И тут в дверь постучали. Я вздрогнула от страха — до сих пор ни один стук в нашу дверь не предвещал ничего хорошего. И хотя новые гости были мне знакомы, а одну из них — учительницу Саар — я даже любила, но по выражению их лиц нетрудно было догадаться, что и от этого визита ничего хорошего ждать не приходится. Не помню больше, что они говорили, наверное, и о моих опозданиях и прогулах, в памяти остались лишь пронзительные выкрики матери Вармо: «Вы только подумайте, она получает больше двухсот в месяц, а посмотрите, как они живут! Посмотрите, ребенок полуголый!» Помню: мои ноги все еще мерзли, а одна из учительниц говорила о том, что меня могут согласно закону отнять у матери и поместить в детдом. Затем помню еще слезы на лице матери — ни раньше, ни позже я не видела ее такой плачущей, — и еще лихорадочно-быстрые ее слова о повторяемости судеб, и что она не позволит, чтобы это случилось. Помню, как сильно она прижимала меня к себе, мне было даже почти больно. И все же мне было хорошо, так хорошо мне давно уже не было. В глазах учительницы Саар стояли слезы, она бормотала что-то об испытательном сроке и комиссии по делам несовершеннолетних, а другая учительница строго велела матери Вармо выбирать выражения. Когда все чужие ушли, мы с матерью начали убирать в комнате. О своих мокрых сапогах я совсем позабыла, но мать заметила их и испуганно всплеснула руками. Я сняла сапоги, носки и колготки — ноги были красные. Мать устроила меня греть ступни перед раскрытой дверкой плиты, а сама быстро сходила к тете Альме.

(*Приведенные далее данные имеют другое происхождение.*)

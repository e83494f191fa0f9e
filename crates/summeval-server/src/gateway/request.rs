//! Request bodies.
//!
//! Text fields are optional at the serde level so that a missing field and a
//! blank one produce the same "Missing ..." error instead of a schema error.

use serde::Deserialize;

use summeval::scoring::ScoringMethod;

#[derive(Debug, Clone, Default, Deserialize)]
pub struct EvaluateSummaryRequest {
    #[serde(default)]
    pub user_text: Option<String>,
    #[serde(default)]
    pub video_summary: Option<String>,
    #[serde(default)]
    pub video_understanding: Option<serde_json::Value>,
    #[serde(default)]
    pub method: Option<ScoringMethod>,
}

#[derive(Debug, Clone, Default, Deserialize)]
pub struct CompareTextsRequest {
    #[serde(default)]
    pub user_text: Option<String>,
    #[serde(default)]
    pub reference_text: Option<String>,
    #[serde(default)]
    pub video_understanding: Option<serde_json::Value>,
    #[serde(default)]
    pub method: Option<ScoringMethod>,
}

#[derive(Debug, Clone, Default, Deserialize)]
pub struct BatchEvaluateRequest {
    #[serde(default)]
    pub user_summaries: Vec<String>,
    #[serde(default)]
    pub reference_summaries: Vec<String>,
    #[serde(default)]
    pub method: Option<ScoringMethod>,
}

#[derive(Debug, Clone, Default, Deserialize)]
pub struct SimilarityScoreRequest {
    #[serde(default)]
    pub user_text: Option<String>,
    #[serde(default)]
    pub reference_text: Option<String>,
    #[serde(default)]
    pub method: Option<ScoringMethod>,
}

#[derive(Debug, Clone, Default, Deserialize)]
pub struct CatalogEvaluateRequest {
    #[serde(default)]
    pub user_text: Option<String>,
    #[serde(default)]
    pub video_id: Option<u32>,
    #[serde(default)]
    pub reference_summary: Option<String>,
    #[serde(default)]
    pub method: Option<ScoringMethod>,
}

/// Returns the field when it has non-whitespace content.
pub fn non_blank(field: Option<String>) -> Option<String> {
    field.filter(|text| !text.trim().is_empty())
}
//! HTTP client helpers for tests.

use serde::{Deserialize, Serialize};
use std::time::Duration;

const DEFAULT_TIMEOUT: Duration = Duration::from_secs(10);

pub struct TestClient {
    client: reqwest::Client,
    base_url: String,
}

/// Decoded response: HTTP status, `x-summeval-status` header, JSON body.
#[derive(Debug)]
pub struct ApiResponse {
    pub status: u16,
    pub summeval_status: String,
    pub body: serde_json::Value,
}

impl TestClient {
    pub fn new(base_url: impl Into<String>) -> Self {
        let client = reqwest::Client::builder()
            .timeout(DEFAULT_TIMEOUT)
            .build()
            .expect("Failed to create HTTP client");

        Self {
            client,
            base_url: base_url.into(),
        }
    }

    fn url(&self, path: &str) -> String {
        let path = path.trim_start_matches('/');
        format!("{}/{}", self.base_url, path)
    }

    pub async fn post(
        &self,
        path: &str,
        body: &serde_json::Value,
    ) -> Result<ApiResponse, TestClientError> {
        let resp = self.client.post(self.url(path)).json(body).send().await?;
        Self::decode(resp).await
    }

    pub async fn get(&self, path: &str) -> Result<ApiResponse, TestClientError> {
        let resp = self.client.get(self.url(path)).send().await?;
        Self::decode(resp).await
    }

    pub async fn health(&self) -> Result<HealthResponse, TestClientError> {
        let resp = self.client.get(self.url("/healthz")).send().await?;

        if resp.status().is_success() {
            Ok(resp.json().await?)
        } else {
            let status = resp.status().as_u16();
            let body = resp.text().await.unwrap_or_default();
            Err(TestClientError::UnexpectedStatus(status, body))
        }
    }

    async fn decode(resp: reqwest::Response) -> Result<ApiResponse, TestClientError> {
        let status = resp.status().as_u16();
        let summeval_status = resp
            .headers()
            .get("x-summeval-status")
            .and_then(|h| h.to_str().ok())
            .unwrap_or("unknown")
            .to_string();
        let body = resp.json().await?;

        Ok(ApiResponse {
            status,
            summeval_status,
            body,
        })
    }
}

#[derive(Debug, Clone, Deserialize, Serialize)]
pub struct HealthResponse {
    pub status: String,
    pub service: String,
}

#[derive(Debug, thiserror::Error)]
pub enum TestClientError {
    #[error("HTTP request failed: {0}")]
    RequestFailed(#[from] reqwest::Error),

    #[error("Unexpected HTTP status: {0} - Body: {1}")]
    UnexpectedStatus(u16, String),
}
use tracing::{debug, instrument};

use crate::embedding::{MiniLmConfig, MiniLmEmbedder};
use crate::similarity::{cosine_similarity, jaccard_similarity};

use super::error::ScoringError;
use super::method::ScoringMethod;

/// Computes a `[0, 1]` similarity between a user summary and a reference.
pub struct SimilarityScorer {
    embedder: MiniLmEmbedder,
}

impl std::fmt::Debug for SimilarityScorer {
    fn fmt(&self, f: &mut std::fmt::Formatter<'_>) -> std::fmt::Result {
        f.debug_struct("SimilarityScorer")
            .field("embedder", &self.embedder)
            .finish()
    }
}

impl SimilarityScorer {
    pub fn new(config: MiniLmConfig) -> Result<Self, ScoringError> {
        let embedder = MiniLmEmbedder::load(config)?;
        Ok(Self { embedder })
    }

    pub fn with_embedder(embedder: MiniLmEmbedder) -> Self {
        Self { embedder }
    }

    pub fn stub() -> Self {
        Self {
            embedder: MiniLmEmbedder::stub(),
        }
    }

    pub fn embedder(&self) -> &MiniLmEmbedder {
        &self.embedder
    }

    pub fn is_embedder_stub(&self) -> bool {
        self.embedder.is_stub()
    }

    /// Scores `user_text` against `reference_text`.
    ///
    /// Both texts must contain at least one non-whitespace character.
    #[instrument(skip(self, user_text, reference_text), fields(user_len = user_text.len(), reference_len = reference_text.len()))]
    pub fn score(
        &self,
        user_text: &str,
        reference_text: &str,
        method: ScoringMethod,
    ) -> Result<f32, ScoringError> {
        if user_text.trim().is_empty() {
            return Err(ScoringError::InvalidInput {
                reason: "user text is empty".to_string(),
            });
        }
        if reference_text.trim().is_empty() {
            return Err(ScoringError::InvalidInput {
                reason: "reference text is empty".to_string(),
            });
        }

        let score = match method {
            ScoringMethod::Embedding => self.embedding_similarity(user_text, reference_text)?,
            ScoringMethod::Lexical => jaccard_similarity(user_text, reference_text),
        };

        if !score.is_finite() {
            return Err(ScoringError::ComputationFailed {
                reason: format!("non-finite {} similarity", method),
            });
        }

        debug!(%method, score, "Similarity computed");
        Ok(score)
    }

    /// Cosine similarity of the two sentence embeddings, clamped to `[0, 1]`.
    pub fn embedding_similarity(
        &self,
        user_text: &str,
        reference_text: &str,
    ) -> Result<f32, ScoringError> {
        let (reference, user) = self.embedder.embed_pair(reference_text, user_text)?;
        let cosine = cosine_similarity(&user, &reference);
        Ok(cosine.clamp(0.0, 1.0))
    }
}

— У нее всегда есть все! — сказала она, вернувшись с гусиным жиром, и принялась втирать его мне в ступни. — Пожалуй, будет разумнее не пойти тебе завтра в школу, а то еще заболеешь!

Но мне очень хотелось в школу. Я рассказала матери про свой прогул, про сидение в лесу и про то, что зимняя картина на уроке труда получилась у меня очень красивой. Мать взяла ее с полки и стала рассматривать.

— Хм, весьма мило. Только… что за пятно тут на небе?

Вчера никакого пятна на бумаге не было, были только облака из ваты и звезды из серебристой фольги, наклеенные на темно-синий фон.

— Да на нее же упал этот окаянный бутерброд с сыром! — догадалась мать. Увидав, что я чуть не плачу, она добавила: — Ты грей свои пятки, сколько можешь. Потом — шерстяные носки на ноги и сразу в постель. А где у тебя цветная бумага?

Вот так и случилось, что мать сделала мне зимнюю картину — новую и еще красивее. Она нашла где-то сломанное елочное украшение, растолкла его в тонкий сверкающий порошок и посыпала им ватные сугробы и серебряные звезды на небе. Над одной девочкой из нашего класса все время подтрунивали за то, что бабушка помогала ей дома выполнять и рукоделие, и рисунки, но, глядя на свою мать, орудовавшую кисточкой с клеем, я думала: «До чего же приятно, когда хоть раз в жизни кто-то делает что-то за тебя. Конечно, это не слишком честно, но раз в жизни — можно!»